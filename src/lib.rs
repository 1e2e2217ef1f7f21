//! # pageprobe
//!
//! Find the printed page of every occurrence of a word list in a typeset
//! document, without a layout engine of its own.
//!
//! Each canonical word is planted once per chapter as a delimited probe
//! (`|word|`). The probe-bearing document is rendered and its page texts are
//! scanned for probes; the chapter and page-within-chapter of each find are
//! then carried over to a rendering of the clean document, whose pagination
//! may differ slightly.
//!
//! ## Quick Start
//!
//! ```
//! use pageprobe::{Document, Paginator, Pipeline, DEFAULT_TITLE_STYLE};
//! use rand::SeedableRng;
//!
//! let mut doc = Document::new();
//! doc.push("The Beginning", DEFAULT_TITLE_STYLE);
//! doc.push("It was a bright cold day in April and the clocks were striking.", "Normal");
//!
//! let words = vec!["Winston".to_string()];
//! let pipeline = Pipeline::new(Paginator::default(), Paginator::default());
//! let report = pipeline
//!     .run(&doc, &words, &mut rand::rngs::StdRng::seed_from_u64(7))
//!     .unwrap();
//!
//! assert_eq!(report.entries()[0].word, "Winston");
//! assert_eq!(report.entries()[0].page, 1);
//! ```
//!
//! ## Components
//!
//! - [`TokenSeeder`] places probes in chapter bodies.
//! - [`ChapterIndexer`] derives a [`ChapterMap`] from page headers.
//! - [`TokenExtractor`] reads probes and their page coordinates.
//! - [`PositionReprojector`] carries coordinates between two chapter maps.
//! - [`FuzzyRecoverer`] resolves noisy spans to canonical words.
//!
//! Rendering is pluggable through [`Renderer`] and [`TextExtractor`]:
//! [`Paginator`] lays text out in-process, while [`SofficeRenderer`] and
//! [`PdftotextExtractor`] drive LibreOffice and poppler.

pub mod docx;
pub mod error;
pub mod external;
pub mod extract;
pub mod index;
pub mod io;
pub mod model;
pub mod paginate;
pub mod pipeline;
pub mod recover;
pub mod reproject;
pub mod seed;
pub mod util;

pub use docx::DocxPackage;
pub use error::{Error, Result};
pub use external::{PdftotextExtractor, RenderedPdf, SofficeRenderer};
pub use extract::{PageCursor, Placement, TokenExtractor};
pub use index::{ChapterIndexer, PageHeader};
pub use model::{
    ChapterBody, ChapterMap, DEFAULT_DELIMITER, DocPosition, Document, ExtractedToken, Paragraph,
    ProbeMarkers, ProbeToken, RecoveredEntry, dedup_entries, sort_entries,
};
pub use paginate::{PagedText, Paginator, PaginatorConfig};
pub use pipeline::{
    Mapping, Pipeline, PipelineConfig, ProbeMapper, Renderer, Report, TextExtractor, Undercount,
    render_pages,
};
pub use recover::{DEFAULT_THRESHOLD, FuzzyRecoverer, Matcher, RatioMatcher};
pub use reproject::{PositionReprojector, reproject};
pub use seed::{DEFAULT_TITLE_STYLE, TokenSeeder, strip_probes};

-*-*-

Please go through the data above and copy every line that has the word "external".

**ANSWER BELOW:**
pub mod external;
pub use external::{PdftotextExtractor, RenderedPdf, SofficeRenderer};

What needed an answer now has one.